Le grand-prêtre nous fit assister à une cérémonie bizarre. Nous nous rendîmes près de l’autel, qu’une légère étoffe de soie sépare du feu éternel. Cet autel consiste en sept marches sur lesquelles se trouvent quelques petites idoles en terre cuite, des cymbales, des livres sacrés, les vases qui servent aux ablutions, des cassolettes pour les parfums. La cérémonie fut commencée par quelques sons aigres qu’un des Indiens tira d’une conque marine. Le grand-prêtre fit ensuite une longue invocation à voix haute, pendant laquelle un des assistans agita une sonnette ; des prières à voix basse et la lecture des passages sacrés suivirent cette première invocation. Le grand-prêtre, prenant une cassolette, fit, en la portant, le tour de l’autel ; il répétait des prières auxquelles répondaient les assistans. Prenant deux vases, l’un plein, l’autre vide, il s’aspergea, puis versa l’eau d’un vase dans l’autre, en continuant toujours de prier à haute voix pendant qu’un des assistans agitait des cymbales.

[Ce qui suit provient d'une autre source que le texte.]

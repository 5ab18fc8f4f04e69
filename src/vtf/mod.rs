//! VTF encoding
//!
//! Minimal Valve Texture Format writer: a 7.2 header described with binrw,
//! followed by one frame of one mip level, block-compressed with image_dds.

mod writer;

pub use writer::{write_vtf, VtfFormat, VtfHeader};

La cérémonie finit par une prière à laquelle se joignirent les Guèbres présens ; le grand-prêtre, prenant alors un petit plat chargé de sucre candi, en avala un morceau ; après lui, les deux desservans reçurent chacun une part de sucre, et nous-mêmes nous fûmes appelés à les imiter.

Je visitai les cellules des Guèbres, qui sont toutes blanchies à la chaux et d’une excessive propreté ; pourtant les Guèbres qui les habitent ont à peine les vêtemens nécessaires. Dans chaque cellule sont pratiqués des conduits qui s’allument à volonté ; ils servent soit à éclairer l’intérieur, soit à la cuisson des alimens.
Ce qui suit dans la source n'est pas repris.